Presiden Joko Widodo menegaskan negara sudah tidak bertanggung jawab lagi atas 689 WNI eks ISIS. Hal itu disampaikannya ketika ditanyakan bagaimana nasib ratusan WNI tersebut jika tidak dipulangkan, termasuk apakah mereka akan menjadi tanggung jawab PBB.
Menurutnya, dengan memilih menjadi seorang teroris lintas batas atau foreign terrorist fighter (FTF), mereka seharusnya sudah memilih untuk lepas dari Indonesia.
“Itu nanti karena sudah menjadi keputusan mereka, tentu saja segala sesuatu mestinya sudah dihitung dan dikalkulasi oleh yang bersangkutan,” ujar Jokowi saat ditemui di Istana Negara, Jakarta, Rabu (12/2).
Ia menginstruksikan kepada lembaga terkait untuk mengidentifikasi 689 WNI tersebut, sehingga pihak keimigrasian bisa memiliki data lengkap untuk menghalau apabila WNI eks ISIS pulang ke Indonesia melalui jalur tersembunyi.

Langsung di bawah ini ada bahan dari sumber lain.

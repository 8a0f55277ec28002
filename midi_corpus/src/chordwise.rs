// Chordwise rows: the serialized form of one (timestep, voice) slice of the
// grid.
//
// A row is a single lowercase voice tag followed by one digit per pitch in
// the window: '0' silent, '1' strike, '2' hold. Example with a four-pitch
// window: "p0120". A piece's chordwise encoding is its rows joined by single
// spaces, timestep-ascending, voice-descending within a timestep.
//
// Rows are pure ASCII, so byte offsets and character offsets coincide.

use crate::error::EncodeError;
use crate::grid::Cell;
use serde::{Deserialize, Serialize};
use std::fmt;

#[derive(Debug, Clone, PartialEq, Eq, Hash, Serialize, Deserialize)]
#[serde(try_from = "String", into = "String")]
pub struct ChordwiseRow(String);

impl ChordwiseRow {
    /// Build a row from a voice tag and that voice's pitch vector.
    /// The tag comes from a validated `VoiceTable`.
    pub(crate) fn from_cells(tag: char, cells: &[Cell]) -> Self {
        let mut row = String::with_capacity(cells.len() + 1);
        row.push(tag);
        row.extend(cells.iter().map(|c| c.digit()));
        ChordwiseRow(row)
    }

    /// Build a row from a tag and an already-valid digit payload.
    pub(crate) fn from_parts(tag: char, body: &str) -> Self {
        let mut row = String::with_capacity(body.len() + 1);
        row.push(tag);
        row.push_str(body);
        ChordwiseRow(row)
    }

    /// Parse and validate a single row.
    pub fn parse(s: &str) -> Result<Self, EncodeError> {
        let mut chars = s.chars();
        let tag_ok = chars.next().is_some_and(|c| c.is_ascii_lowercase());
        let body_ok = chars.all(|c| Cell::from_digit(c).is_some());
        if tag_ok && body_ok {
            Ok(ChordwiseRow(s.to_string()))
        } else {
            Err(EncodeError::MalformedRow(s.to_string()))
        }
    }

    pub fn tag(&self) -> char {
        // Validated non-empty ASCII.
        char::from(self.0.as_bytes()[0])
    }

    /// The digit payload without the voice tag.
    pub fn body(&self) -> &str {
        &self.0[1..]
    }

    /// Digit payload as bytes (`b'0'`, `b'1'` or `b'2'`).
    pub fn digits(&self) -> &[u8] {
        &self.0.as_bytes()[1..]
    }

    /// Number of pitches in the row.
    pub fn width(&self) -> usize {
        self.0.len() - 1
    }

    pub fn cell(&self, pitch: usize) -> Option<Cell> {
        self.digits()
            .get(pitch)
            .and_then(|&d| Cell::from_digit(char::from(d)))
    }

    pub fn as_str(&self) -> &str {
        &self.0
    }
}

impl fmt::Display for ChordwiseRow {
    fn fmt(&self, f: &mut fmt::Formatter<'_>) -> fmt::Result {
        f.write_str(&self.0)
    }
}

impl TryFrom<String> for ChordwiseRow {
    type Error = EncodeError;

    fn try_from(s: String) -> Result<Self, Self::Error> {
        ChordwiseRow::parse(&s)
    }
}

impl From<ChordwiseRow> for String {
    fn from(row: ChordwiseRow) -> Self {
        row.0
    }
}

/// Serialize rows as the space-joined chordwise text.
pub fn join(rows: &[ChordwiseRow]) -> String {
    let mut out = String::with_capacity(rows.iter().map(|r| r.0.len() + 1).sum());
    for (i, row) in rows.iter().enumerate() {
        if i > 0 {
            out.push(' ');
        }
        out.push_str(&row.0);
    }
    out
}

/// Parse chordwise text back into rows. Any whitespace separates rows.
pub fn split(text: &str) -> Result<Vec<ChordwiseRow>, EncodeError> {
    text.split_whitespace().map(ChordwiseRow::parse).collect()
}

/// Check that every row has the same width and return it (0 for no rows).
pub fn uniform_width(rows: &[ChordwiseRow]) -> Result<usize, EncodeError> {
    let Some(first) = rows.first() else {
        return Ok(0);
    };
    let expected = first.width();
    for row in rows {
        if row.width() != expected {
            return Err(EncodeError::RaggedRows {
                row: row.0.clone(),
                width: row.width(),
                expected,
            });
        }
    }
    Ok(expected)
}

#[cfg(test)]
mod tests {
    use super::*;

    #[test]
    fn test_parse_accessors() {
        let row = ChordwiseRow::parse("p0120").unwrap();
        assert_eq!(row.tag(), 'p');
        assert_eq!(row.body(), "0120");
        assert_eq!(row.width(), 4);
        assert_eq!(row.cell(1), Some(Cell::Strike));
        assert_eq!(row.cell(2), Some(Cell::Hold));
        assert_eq!(row.cell(4), None);
    }

    #[test]
    fn test_parse_rejects_malformed() {
        for bad in ["", "0120", "P0120", "p0130", "p01 2", "pé"] {
            assert!(
                matches!(ChordwiseRow::parse(bad), Err(EncodeError::MalformedRow(_))),
                "{bad:?} should be rejected"
            );
        }
        // A tag with an empty payload is a valid (zero-width) row.
        assert_eq!(ChordwiseRow::parse("p").unwrap().width(), 0);
    }

    #[test]
    fn test_from_cells() {
        let row = ChordwiseRow::from_cells('v', &[Cell::Silent, Cell::Strike, Cell::Hold]);
        assert_eq!(row.as_str(), "v012");
    }

    #[test]
    fn test_join_and_split() {
        let text = "p0100 p0200";
        let rows = split(text).unwrap();
        assert_eq!(rows.len(), 2);
        assert_eq!(join(&rows), text);
        assert_eq!(join(&[]), "");
        assert!(split("  ").unwrap().is_empty());
    }

    #[test]
    fn test_uniform_width() {
        let rows = split("p01 p20").unwrap();
        assert_eq!(uniform_width(&rows), Ok(2));
        let ragged = split("p01 p200").unwrap();
        assert!(matches!(
            uniform_width(&ragged),
            Err(EncodeError::RaggedRows { width: 3, expected: 2, .. })
        ));
        assert_eq!(uniform_width(&[]), Ok(0));
    }

    #[test]
    fn test_serde_validates() {
        let row: ChordwiseRow = serde_json::from_str("\"p012\"").unwrap();
        assert_eq!(row.as_str(), "p012");
        assert!(serde_json::from_str::<ChordwiseRow>("\"p019\"").is_err());
    }
}
//! Error types for the Lucky 7 round engine
//!
//! Layered error enums: storage failures sit at the bottom, ledger and wager
//! errors wrap them, and `Lucky7Error` is the root used at process boundaries.

use thiserror::Error;

/// Root error type for all Lucky 7 operations
#[derive(Debug, Error)]
pub enum Lucky7Error {
    /// Configuration related errors
    #[error("Configuration error: {0}")]
    Configuration(#[from] ConfigurationError),

    /// Storage system errors
    #[error("Storage error: {0}")]
    Storage(#[from] StorageError),

    /// Token ledger errors
    #[error("Ledger error: {0}")]
    Ledger(#[from] LedgerError),

    /// Wager placement errors
    #[error("Wager error: {0}")]
    Wager(#[from] WagerError),

    /// Round scheduling errors
    #[error("Round cycle error: {0}")]
    Cycle(String),
}

/// Configuration and validation errors
#[derive(Debug, Clone, Error)]
pub enum ConfigurationError {
    #[error("Failed to load configuration: {0}")]
    LoadFailed(String),

    #[error("Invalid value for {field}: '{value}' ({reason})")]
    InvalidValue {
        field: String,
        value: String,
        reason: String,
    },

    #[error("Configuration logical inconsistency: {0}")]
    LogicalInconsistency(String),
}

/// Storage system errors
#[derive(Debug, Clone, Error)]
pub enum StorageError {
    #[error("Database open failed: {0}")]
    DatabaseOpenFailed(String),

    #[error("Read failed: {0}")]
    ReadFailed(String),

    #[error("Write failed: {0}")]
    WriteFailed(String),

    #[error("Corrupted data: {0}")]
    CorruptedData(String),
}

/// Token ledger errors
#[derive(Debug, Clone, Error)]
pub enum LedgerError {
    #[error("User {0} not found")]
    UserNotFound(String),

    #[error("Not enough tokens: balance {balance}, requested {requested}")]
    InsufficientBalance { balance: u64, requested: u64 },

    #[error("Crediting {amount} to {user_id} overflows balance {balance}")]
    BalanceOverflow {
        user_id: String,
        balance: u64,
        amount: u64,
    },

    #[error(transparent)]
    Storage(#[from] StorageError),
}

/// Wager placement rejections.
///
/// Every variant except `Storage` is a recoverable, user-facing rejection;
/// its `Display` text is returned to the caller as the error message.
#[derive(Debug, Clone, Error)]
pub enum WagerError {
    #[error("No active game available")]
    NoActiveRound,

    #[error("Too late to place a wager for this roll")]
    BettingClosed,

    #[error("Invalid wager amount")]
    InvalidAmount,

    #[error("User not found")]
    UserNotFound,

    #[error("Not enough tokens")]
    InsufficientBalance,

    #[error("Storage failure: {0}")]
    Storage(#[from] StorageError),
}

impl WagerError {
    /// Whether the rejection was caused by the caller rather than the server
    pub fn is_user_error(&self) -> bool {
        !matches!(self, WagerError::Storage(_))
    }

    /// Stable machine-readable code for API payloads
    pub fn code(&self) -> &'static str {
        match self {
            WagerError::NoActiveRound => "NO_ACTIVE_ROUND",
            WagerError::BettingClosed => "BETTING_CLOSED",
            WagerError::InvalidAmount => "INVALID_AMOUNT",
            WagerError::UserNotFound => "USER_NOT_FOUND",
            WagerError::InsufficientBalance => "INSUFFICIENT_BALANCE",
            WagerError::Storage(_) => "INTERNAL_ERROR",
        }
    }
}

impl From<LedgerError> for WagerError {
    fn from(e: LedgerError) -> Self {
        match e {
            LedgerError::UserNotFound(_) => WagerError::UserNotFound,
            LedgerError::InsufficientBalance { .. } => WagerError::InsufficientBalance,
            LedgerError::Storage(e) => WagerError::Storage(e),
            e @ LedgerError::BalanceOverflow { .. } => {
                WagerError::Storage(StorageError::WriteFailed(e.to_string()))
            }
        }
    }
}

impl From<rocksdb::Error> for StorageError {
    fn from(e: rocksdb::Error) -> Self {
        StorageError::WriteFailed(e.to_string())
    }
}

impl From<serde_json::Error> for StorageError {
    fn from(e: serde_json::Error) -> Self {
        StorageError::CorruptedData(e.to_string())
    }
}

impl From<std::io::Error> for Lucky7Error {
    fn from(e: std::io::Error) -> Self {
        Lucky7Error::Storage(StorageError::ReadFailed(e.to_string()))
    }
}

// Convenience type alias for Results
pub type Lucky7Result<T> = Result<T, Lucky7Error>;
//! Request and response bodies
//!
//! Field names are camelCase on the wire.

use crate::game::types::{RoundId, UserId, Wager, WagerId, WagerOutcome};
use chrono::{DateTime, Utc};
use serde::{Deserialize, Serialize};

/// Health check response
#[derive(Debug, Serialize, Deserialize)]
#[serde(rename_all = "camelCase")]
pub struct HealthResponse {
    pub status: String,
    pub version: String,
    #[serde(skip_serializing_if = "Option::is_none")]
    pub round_id: Option<RoundId>,
    pub connected_sessions: usize,
}

/// POST /api/game/wagers
#[derive(Debug, Serialize, Deserialize)]
#[serde(rename_all = "camelCase")]
pub struct PlaceWagerRequest {
    /// Whole tokens; fractional or non-positive values are rejected
    pub amount: f64,
    pub is_lucky7_wager: bool,
}

impl PlaceWagerRequest {
    /// Amount as whole tokens. Fractional and non-finite input maps to 0,
    /// which the controller rejects as an invalid amount.
    pub fn whole_amount(&self) -> i64 {
        if !self.amount.is_finite() || self.amount.fract() != 0.0 {
            return 0;
        }
        self.amount as i64
    }
}

/// Wager as returned to clients
#[derive(Debug, Clone, Serialize, Deserialize)]
#[serde(rename_all = "camelCase")]
pub struct WagerView {
    pub id: WagerId,
    pub round_id: RoundId,
    pub user_id: UserId,
    pub amount: u64,
    pub is_lucky7_wager: bool,
    pub outcome: WagerOutcome,
    pub win_streak: u32,
    pub created_at: DateTime<Utc>,
}

impl From<Wager> for WagerView {
    fn from(wager: Wager) -> Self {
        Self {
            id: wager.id,
            round_id: wager.round_id,
            is_lucky7_wager: wager.side.is_jackpot(),
            user_id: wager.user_id,
            amount: wager.amount,
            outcome: wager.outcome,
            win_streak: wager.win_streak,
            created_at: wager.created_at,
        }
    }
}

#[derive(Debug, Serialize, Deserialize)]
pub struct PlaceWagerResponse {
    pub message: String,
    pub wager: WagerView,
}

/// GET /api/game/recent-rolls
#[derive(Debug, Deserialize)]
#[serde(rename_all = "camelCase")]
pub struct RecentRollsQuery {
    #[serde(default)]
    pub user_id: Option<UserId>,
}

/// GET /api/users/:user_id/balance
#[derive(Debug, Serialize, Deserialize)]
#[serde(rename_all = "camelCase")]
pub struct BalanceResponse {
    pub user_id: UserId,
    pub username: String,
    pub tokens: u64,
}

Untuk anak-anak yang masih di bawah umur, Jokowi menegaskan negara dalam hal ini akan memberikan kesempatan untuk dipulangkan ke Tanah Air.
“Dan yang ketiga, dari identifikasi dan verifikasi ini nanti akan kelihatan. Kita memang masih memberikan peluang untuk yang yatim, yatim piatu yang masih anak-anak. Tapi kita belum tahu apakah ada atau tidak ada. Saya kira pemerintah tegas untuk hal ini,” tegasnya.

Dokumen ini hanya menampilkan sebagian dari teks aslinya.